Every line with the word "impl" in it should be extracted from the data that follows.

Provided records Start Marker

#![warn(clippy::pedantic)]
#![allow(clippy::cast_possible_truncation)]

use std::fmt;
use std::str::Split;

/// The seed value handed to a track lies outside the supplied physical
/// limits. This means a misconfigured actuator bound, so construction aborts
/// rather than silently clamping.
#[derive(Debug, Clone, Copy, PartialEq, Eq)]
pub struct BoundsViolation {
    pub initial_value: i32,
    pub lower_bound: i32,
    pub upper_bound: i32,
}

impl fmt::Display for BoundsViolation {
    fn fmt(&self, f: &mut fmt::Formatter<'_>) -> fmt::Result {
        write!(
            f,
            "initial value {} outside physical bounds [{}, {}]",
            self.initial_value, self.lower_bound, self.upper_bound
        )
    }
}

/// One bounded integer actuator parameter under optimization: its physical
/// limits, learning rate, and the full history of accepted values.
///
/// Two distinct update rules apply over a run. The seed perturbation moves
/// the value by exactly one unit in a fixed direction, independent of the
/// learning rate. Every later update scales the supplied derivative estimate
/// by the learning rate, and once the proposed step magnitude drops below one
/// physical unit the track freezes for the rest of the run.
#[derive(Debug)]
pub struct ParameterTrack {
    lower_bound: i32,
    upper_bound: i32,
    pub learning_rate: f64,
    value_history: Vec<i32>,
    derivative_history: Vec<f64>,
    converged: bool,
}

impl ParameterTrack {
    /// # Errors
    /// Returns `BoundsViolation` if `initial_value` is not within
    /// `[lower_bound, upper_bound]`.
    pub fn new(
        initial_value: i32,
        lower_bound: i32,
        upper_bound: i32,
        learning_rate: f64,
    ) -> Result<Self, BoundsViolation> {
        if initial_value < lower_bound || initial_value > upper_bound {
            return Err(BoundsViolation {
                initial_value,
                lower_bound,
                upper_bound,
            });
        }
        Ok(ParameterTrack {
            lower_bound,
            upper_bound,
            learning_rate,
            value_history: vec![initial_value],
            derivative_history: Vec::new(),
            converged: false,
        })
    }

    /// Apply the one-shot random perturbation: move one unit along
    /// `direction` (+1 or -1), clipped to the physical bounds.
    pub fn seed(&mut self, direction: i8) {
        let perturbed =
            (self.current_value() + i32::from(direction)).clamp(self.lower_bound, self.upper_bound);
        self.value_history.push(perturbed);
    }

    /// Take one learning-rate-scaled step along `derivative`. If the scaled
    /// step magnitude is below one actuator unit the track freezes instead;
    /// at exactly one unit the step is taken. Rounding is half-to-even.
    /// No-op once the track has converged.
    pub fn step(&mut self, derivative: f64) {
        if self.converged {
            return;
        }
        let scaled = self.learning_rate * derivative;
        if scaled.abs() < 1.0 {
            self.converged = true;
            return;
        }
        let raw = f64::from(self.current_value()) + scaled;
        let next = raw
            .clamp(f64::from(self.lower_bound), f64::from(self.upper_bound))
            .round_ties_even() as i32;
        self.value_history.push(next);
        self.derivative_history.push(derivative);
    }

    #[inline]
    #[must_use]
    pub fn current_value(&self) -> i32 {
        self.value_history[self.value_history.len() - 1]
    }

    /// Value before the most recent accepted update.
    /// # Panics
    /// Panics if called before the track has been seeded.
    #[inline]
    #[must_use]
    pub fn previous_value(&self) -> i32 {
        self.value_history[self.value_history.len() - 2]
    }

    #[inline]
    #[must_use]
    pub fn converged(&self) -> bool {
        self.converged
    }

    #[inline]
    #[must_use]
    pub fn bounds(&self) -> (i32, i32) {
        (self.lower_bound, self.upper_bound)
    }

    #[must_use]
    pub fn value_history(&self) -> &[i32] {
        &self.value_history
    }

    #[must_use]
    pub fn derivative_history(&self) -> &[f64] {
        &self.derivative_history
    }

    /// Handle a remote get/set on this track. Returns the response payload,
    /// if the command produces one.
    /// # Errors
    /// Returns `Err(())` if `cmd` does not parse as a valid command.
    pub fn process_command(&mut self, cmd: Split<'_, char>) -> Result<Option<String>, ()> {
        match cmd.collect::<Vec<&str>>()[..] {
            ["LEARNING_RATE", "SET", x] => {
                let rate = x.parse::<f64>().map_err(|_| ())?;
                if rate > 0.0 && rate.is_finite() {
                    self.learning_rate = rate;
                    Ok(None)
                } else {
                    Err(())
                }
            }
            ["LEARNING_RATE", "GET"] => Ok(Some(self.learning_rate.to_string())),
            ["VALUE", "GET"] => Ok(Some(self.current_value().to_string())),
            ["BOUNDS", "GET"] => Ok(Some(format!("{} {}", self.lower_bound, self.upper_bound))),
            ["CONVERGED", "GET"] => Ok(Some(self.converged.to_string())),
            _ => Err(()),
        }
    }
}

#[cfg(test)]
mod tests {
    use super::*;

    fn track(initial: i32, lo: i32, hi: i32) -> ParameterTrack {
        ParameterTrack::new(initial, lo, hi, 0.1).expect("valid construction")
    }

    #[test]
    fn rejects_out_of_bounds_seed_value() {
        let err = ParameterTrack::new(250, -200, 200, 0.1).unwrap_err();
        assert_eq!(
            err,
            BoundsViolation {
                initial_value: 250,
                lower_bound: -200,
                upper_bound: 200
            }
        );
        assert!(ParameterTrack::new(-200, -200, 200, 0.1).is_ok());
        assert!(ParameterTrack::new(200, -200, 200, 0.1).is_ok());
    }

    #[test]
    fn seed_moves_one_unit_and_clips() {
        let mut t = track(-150, -200, 200);
        t.seed(1);
        assert_eq!(t.current_value(), -149);
        assert_eq!(t.previous_value(), -150);

        let mut t = track(200, -200, 200);
        t.seed(1);
        assert_eq!(t.current_value(), 200);

        let mut t = track(-200, -200, 200);
        t.seed(-1);
        assert_eq!(t.current_value(), -200);
    }

    #[test]
    fn step_stays_within_bounds() {
        let mut t = track(195, -200, 200);
        t.step(1.0e6);
        assert_eq!(t.current_value(), 200);
        // pushing further in the same direction holds at the bound
        t.step(1.0e6);
        assert_eq!(t.current_value(), 200);
        assert!(!t.converged());
    }

    #[test]
    fn threshold_boundary_is_active() {
        // |learning_rate * derivative| == 1 exactly: the step is taken
        let mut t = track(0, -200, 200);
        t.step(10.0);
        assert_eq!(t.current_value(), 1);
        assert!(!t.converged());
        // just under one unit: frozen
        t.step(9.9);
        assert_eq!(t.current_value(), 1);
        assert!(t.converged());
    }

    #[test]
    fn converged_is_monotonic() {
        let mut t = track(0, -200, 200);
        t.step(0.5);
        assert!(t.converged());
        // a large derivative after freezing must not reactivate the track
        t.step(1.0e4);
        assert!(t.converged());
        assert_eq!(t.current_value(), 0);
        assert_eq!(t.value_history(), &[0]);
    }

    #[test]
    fn rounds_half_to_even() {
        let mut t = track(0, -200, 200);
        t.step(25.0); // raw 2.5 rounds to 2
        assert_eq!(t.current_value(), 2);
        let mut t = track(0, -200, 200);
        t.step(35.0); // raw 3.5 rounds to 4
        assert_eq!(t.current_value(), 4);
        let mut t = track(0, -200, 200);
        t.step(-25.0); // raw -2.5 rounds to -2
        assert_eq!(t.current_value(), -2);
    }

    #[test]
    fn histories_track_accepted_steps() {
        let mut t = track(10, -200, 200);
        t.seed(-1);
        t.step(20.0);
        t.step(-30.0);
        assert_eq!(t.value_history(), &[10, 9, 11, 8]);
        assert_eq!(t.derivative_history(), &[20.0, -30.0]);
    }

    #[test]
    fn command_roundtrip() {
        let mut t = track(5, -10, 10);
        assert_eq!(
            t.process_command("VALUE:GET".split(':')),
            Ok(Some("5".to_string()))
        );
        assert_eq!(
            t.process_command("BOUNDS:GET".split(':')),
            Ok(Some("-10 10".to_string()))
        );
        assert_eq!(t.process_command("LEARNING_RATE:SET:0.25".split(':')), Ok(None));
        assert!((t.learning_rate - 0.25).abs() < f64::EPSILON);
        assert_eq!(t.process_command("LEARNING_RATE:SET:-1".split(':')), Err(()));
        assert_eq!(t.process_command("NONSENSE".split(':')), Err(()));
    }
}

Provided records End Marker

→ Task result
impl fmt::Display for BoundsViolation {
impl ParameterTrack {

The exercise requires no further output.